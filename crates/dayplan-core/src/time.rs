#![forbid(unsafe_code)]

//! Day windows and day-relative minute arithmetic.
//!
//! All engine math happens in whole minutes relative to the start of the
//! displayed day. Offsets may be negative (before the day) or exceed
//! [`MINUTES_PER_DAY`] (after it); clamping is the caller's decision.
//! Offsets that leave chrono's representable range saturate at
//! `NaiveDateTime::MIN`/`MAX` instead of panicking.

use chrono::{NaiveDate, NaiveDateTime, TimeDelta};
use serde::{Deserialize, Serialize};

/// Number of minutes on the day axis.
pub const MINUTES_PER_DAY: i64 = 1440;

/// `at + minutes`, saturating at the representable range.
#[must_use]
pub fn add_minutes(at: NaiveDateTime, minutes: i64) -> NaiveDateTime {
    let saturated = if minutes < 0 {
        NaiveDateTime::MIN
    } else {
        NaiveDateTime::MAX
    };
    TimeDelta::try_minutes(minutes)
        .and_then(|delta| at.checked_add_signed(delta))
        .unwrap_or(saturated)
}

/// The start of the displayed day.
#[derive(Debug, Clone, Copy, PartialEq, Eq, Hash, Serialize, Deserialize)]
pub struct DayWindow {
    start: NaiveDateTime,
}

impl DayWindow {
    /// Window beginning at `start`.
    #[must_use]
    pub const fn starting_at(start: NaiveDateTime) -> Self {
        Self { start }
    }

    /// Window covering `date` from local midnight.
    #[must_use]
    pub fn for_date(date: NaiveDate) -> Self {
        Self {
            start: date.and_time(chrono::NaiveTime::MIN),
        }
    }

    /// First instant of the window.
    #[must_use]
    pub const fn start(&self) -> NaiveDateTime {
        self.start
    }

    /// First instant after the window.
    #[must_use]
    pub fn end(&self) -> NaiveDateTime {
        add_minutes(self.start, MINUTES_PER_DAY)
    }

    /// Whole minutes from the window start to `at`, truncated toward zero.
    #[must_use]
    pub fn minutes_until(&self, at: NaiveDateTime) -> i64 {
        (at - self.start).num_minutes()
    }

    /// Absolute timestamp for a day-relative minute offset.
    #[must_use]
    pub fn at_minute(&self, minute: i64) -> NaiveDateTime {
        add_minutes(self.start, minute)
    }
}

#[cfg(test)]
mod tests {
    use super::*;

    fn day() -> DayWindow {
        DayWindow::for_date(NaiveDate::from_ymd_opt(2024, 3, 4).unwrap())
    }

    #[test]
    fn minutes_round_trip() {
        let window = day();
        let t = window.at_minute(545);
        assert_eq!(window.minutes_until(t), 545);
    }

    #[test]
    fn minutes_before_window_are_negative() {
        let window = day();
        let yesterday_23h = window.at_minute(-60);
        assert_eq!(window.minutes_until(yesterday_23h), -60);
    }

    #[test]
    fn end_is_one_day_later() {
        let window = day();
        assert_eq!(window.minutes_until(window.end()), MINUTES_PER_DAY);
    }

    #[test]
    fn offsets_past_the_calendar_saturate() {
        let window = day();
        assert_eq!(window.at_minute(i64::MAX), NaiveDateTime::MAX);
        assert_eq!(window.at_minute(i64::MIN), NaiveDateTime::MIN);

        let last = DayWindow::starting_at(NaiveDateTime::MAX);
        assert_eq!(last.end(), NaiveDateTime::MAX);
        assert_eq!(add_minutes(NaiveDateTime::MIN, -1), NaiveDateTime::MIN);
    }

    #[test]
    fn partial_minutes_truncate() {
        let window = day();
        let t = window.start() + TimeDelta::seconds(89);
        assert_eq!(window.minutes_until(t), 1);
        let before = window.start() - TimeDelta::seconds(89);
        assert_eq!(window.minutes_until(before), -1);
    }
}
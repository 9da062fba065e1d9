#![forbid(unsafe_code)]

//! Tunables shared by the layout pass and the mutation engine.

use serde::{Deserialize, Serialize};

/// Default fallback duration for open-ended items.
pub const DEFAULT_DURATION_MINUTES: u32 = 30;
/// Default time-grid granularity for drag previews.
pub const DEFAULT_SNAP_MINUTES: u32 = 5;
/// Default floor on item duration after a move or resize.
pub const DEFAULT_MIN_DURATION_MINUTES: u32 = 15;
/// Default ceiling on how far a resize may stretch an item.
pub const DEFAULT_MAX_SPAN_DAYS: u32 = 1;

/// Timeline tunables.
#[derive(Debug, Clone, Copy, PartialEq, Eq, Serialize, Deserialize)]
#[serde(default)]
pub struct TimelineConfig {
    /// Fallback duration for items without an explicit end.
    pub default_duration_minutes: u32,
    /// Snap granularity for drag-derived time deltas.
    pub snap_minutes: u32,
    /// Minimum duration enforced on commit.
    pub min_duration_minutes: u32,
    /// Maximum span (in days) a resize may produce.
    pub max_span_days: u32,
}

impl Default for TimelineConfig {
    fn default() -> Self {
        Self {
            default_duration_minutes: DEFAULT_DURATION_MINUTES,
            snap_minutes: DEFAULT_SNAP_MINUTES,
            min_duration_minutes: DEFAULT_MIN_DURATION_MINUTES,
            max_span_days: DEFAULT_MAX_SPAN_DAYS,
        }
    }
}

impl TimelineConfig {
    /// Set the default duration (builder pattern).
    #[must_use]
    pub const fn with_default_duration(mut self, minutes: u32) -> Self {
        self.default_duration_minutes = minutes;
        self
    }

    /// Set the snap granularity (builder pattern).
    #[must_use]
    pub const fn with_snap(mut self, minutes: u32) -> Self {
        self.snap_minutes = minutes;
        self
    }

    /// Set the minimum duration (builder pattern).
    #[must_use]
    pub const fn with_min_duration(mut self, minutes: u32) -> Self {
        self.min_duration_minutes = minutes;
        self
    }

    /// Set the maximum resize span (builder pattern).
    #[must_use]
    pub const fn with_max_span_days(mut self, days: u32) -> Self {
        self.max_span_days = days;
        self
    }

    /// Minimum duration with a floor of one minute, so committed items are
    /// never empty.
    #[must_use]
    pub fn effective_min_duration(&self) -> i64 {
        i64::from(self.min_duration_minutes.max(1))
    }

    /// Longest duration a resize may produce, never below the minimum.
    #[must_use]
    pub fn max_span_minutes(&self) -> i64 {
        (i64::from(self.max_span_days) * dayplan_core::MINUTES_PER_DAY)
            .max(self.effective_min_duration())
    }
}
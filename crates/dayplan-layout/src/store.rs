#![forbid(unsafe_code)]

//! The item store seam.
//!
//! The store owns item persistence. The engine only reads snapshots from it
//! and hands back patches; the store decides when and how they are saved.

use dayplan_core::{Item, ItemId};

use crate::patch::Patch;

/// Source of item snapshots and sink for committed patches.
pub trait ItemStore {
    /// Current items for the displayed day.
    fn items(&self) -> &[Item];

    /// Apply a committed patch.
    fn apply(&mut self, patch: &Patch);

    /// Look up a single item.
    fn get(&self, id: ItemId) -> Option<&Item> {
        self.items().iter().find(|item| item.id == id)
    }
}

/// In-memory store backed by a `Vec`.
#[derive(Debug, Clone, Default, PartialEq, Eq)]
pub struct VecStore {
    items: Vec<Item>,
    revision: u64,
}

impl VecStore {
    /// Create a store holding `items`.
    #[must_use]
    pub fn new(items: Vec<Item>) -> Self {
        Self { items, revision: 0 }
    }

    /// Number of patches applied so far.
    #[must_use]
    pub const fn revision(&self) -> u64 {
        self.revision
    }

    /// Consume the store, returning its items.
    #[must_use]
    pub fn into_items(self) -> Vec<Item> {
        self.items
    }
}

impl ItemStore for VecStore {
    fn items(&self) -> &[Item] {
        &self.items
    }

    fn apply(&mut self, patch: &Patch) {
        if patch.is_empty() {
            return;
        }
        patch.apply(&mut self.items);
        self.revision += 1;
    }
}

#[cfg(test)]
mod tests {
    use super::*;
    use chrono::NaiveDate;

    #[test]
    fn apply_bumps_revision_only_for_real_changes() {
        let start = NaiveDate::from_ymd_opt(2024, 3, 4)
            .unwrap()
            .and_hms_opt(9, 0, 0)
            .unwrap();
        let mut store = VecStore::new(vec![Item::open_ended(ItemId(1), start)]);
        store.apply(&Patch::new());
        assert_eq!(store.revision(), 0);

        let mut patch = Patch::new();
        patch.set_lane_hint(ItemId(1), 2);
        store.apply(&patch);
        assert_eq!(store.revision(), 1);
        assert_eq!(store.get(ItemId(1)).map(|i| i.lane_hint), Some(2));
    }
}
#![no_main]

use arbitrary::Arbitrary;
use chrono::{Duration, NaiveDate};
use dayplan_core::{DayWindow, Item, ItemId, MINUTES_PER_DAY};
use dayplan_layout::{layout, max_concurrency};
use libfuzzer_sys::fuzz_target;

#[derive(Debug, Arbitrary)]
struct FuzzItem {
    /// Start offset from the day start, in minutes.
    start: i16,
    /// Duration in minutes; `None` means open-ended.
    duration: Option<u16>,
    lane_hint: u16,
}

#[derive(Debug, Arbitrary)]
struct Input {
    default_duration: u8,
    items: Vec<FuzzItem>,
}

fuzz_target!(|input: Input| {
    let Some(date) = NaiveDate::from_ymd_opt(2024, 3, 4) else {
        return;
    };
    let day = DayWindow::for_date(date);
    let default = u32::from(input.default_duration);

    let items: Vec<Item> = input
        .items
        .iter()
        .take(256)
        .enumerate()
        .map(|(i, f)| {
            let id = ItemId(i as u64);
            let start = day.start() + Duration::minutes(i64::from(f.start));
            let item = match f.duration {
                Some(d) => Item::new(id, start, start + Duration::minutes(i64::from(d))),
                None => Item::open_ended(id, start),
            };
            item.with_lane_hint(f.lane_hint)
        })
        .collect();

    let result = layout(&items, &day, default);

    // Post-conditions that must always hold:
    assert_eq!(result.len(), items.len(), "segment dropped");
    assert!(result.lane_count >= 1, "zero lanes");
    for seg in &result.segments {
        assert!(seg.lane < result.lane_count, "lane OOB");
        assert!(seg.display_start < seg.display_end, "empty segment");
        assert!(i64::from(seg.display_end) <= MINUTES_PER_DAY, "segment past day end");
    }
    assert_eq!(result.first_conflict(), None, "same-lane overlap");
    assert_eq!(
        usize::from(result.lane_count),
        max_concurrency(&result.segments).max(1),
        "lane count not minimal"
    );

    // Same input, same assignment.
    assert_eq!(layout(&items, &day, default), result);
});
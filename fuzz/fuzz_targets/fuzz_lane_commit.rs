#![no_main]

use arbitrary::Arbitrary;
use chrono::{Duration, NaiveDate};
use dayplan_core::{DayWindow, Item, ItemId, PreviewDelta};
use dayplan_layout::{LaneResolution, MutationEngine, TimelineConfig, layout};
use libfuzzer_sys::fuzz_target;

#[derive(Debug, Arbitrary)]
enum Op {
    Move { target: u8, minutes: i16 },
    Resize { target: u8, minutes: i16 },
    Lane { target: u8, lane: u8 },
    Drag { target: u8, minutes: i16, lane_delta: i8 },
}

#[derive(Debug, Arbitrary)]
struct Input {
    /// `(start minute, length, lane hint)` per item.
    spans: Vec<(u16, u16, u8)>,
    ops: Vec<Op>,
}

fuzz_target!(|input: Input| {
    let Some(date) = NaiveDate::from_ymd_opt(2024, 3, 4) else {
        return;
    };
    let day = DayWindow::for_date(date);
    let config = TimelineConfig::default();
    let engine = MutationEngine::new(config, day);

    let mut items: Vec<Item> = input
        .spans
        .iter()
        .take(64)
        .enumerate()
        .map(|(i, &(start, len, hint))| {
            let start = day.start() + Duration::minutes(i64::from(start % 1440));
            Item::new(ItemId(i as u64), start, start + Duration::minutes(i64::from(len % 600)))
                .with_lane_hint(u16::from(hint))
        })
        .collect();
    if items.is_empty() {
        return;
    }

    for op in input.ops.iter().take(128) {
        let current = layout(&items, &day, config.default_duration_minutes);
        let pick = |t: u8| items[usize::from(t) % items.len()].id;
        let (target, commit) = match *op {
            Op::Move { target, minutes } => {
                let id = pick(target);
                (id, engine.commit_move(&items, id, i64::from(minutes)))
            }
            Op::Resize { target, minutes } => {
                let id = pick(target);
                (id, engine.commit_resize(&items, id, i64::from(minutes)))
            }
            Op::Lane { target, lane } => {
                let id = pick(target);
                (id, engine.commit_lane_change(&items, &current, id, u16::from(lane)))
            }
            Op::Drag { target, minutes, lane_delta } => {
                let id = pick(target);
                let origin = i32::from(current.lane_of(id).unwrap_or(0));
                let last = i32::from(current.lane_count) - 1;
                let target_lane = (origin + i32::from(lane_delta)).clamp(0, last);
                let preview = PreviewDelta {
                    minutes: i64::from(minutes),
                    lane_delta: target_lane - origin,
                    target_lane: target_lane as u16,
                };
                (id, engine.commit_drag(&items, &current, id, preview))
            }
        };

        if let LaneResolution::Swapped { with } = commit.resolution {
            assert_ne!(with, target, "swapped with itself");
        }
        commit.patch.apply(&mut items);

        let moved = items.iter().find(|i| i.id == target).expect("target vanished");
        if commit.patch.get(target).is_some_and(|e| e.start.is_some() || e.end.is_some()) {
            let end = moved.effective_end(config.default_duration_minutes);
            assert!(
                end - moved.start >= Duration::minutes(config.effective_min_duration()),
                "duration below floor"
            );
        }
        let after = layout(&items, &day, config.default_duration_minutes);
        assert_eq!(after.first_conflict(), None, "same-lane overlap after commit");
    }
});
========================
What you should do
Restate, word for word, the listing above from its first line through the line that contains "the caller's decision.", keeping both of those lines.

Problem solution
filename crates/dayplan-core/src/time.rs
#![forbid(unsafe_code)]

//! Day windows and day-relative minute arithmetic.
//!
//! All engine math happens in whole minutes relative to the start of the
//! displayed day. Offsets may be negative (before the day) or exceed
//! [`MINUTES_PER_DAY`] (after it); clamping is the caller's decision.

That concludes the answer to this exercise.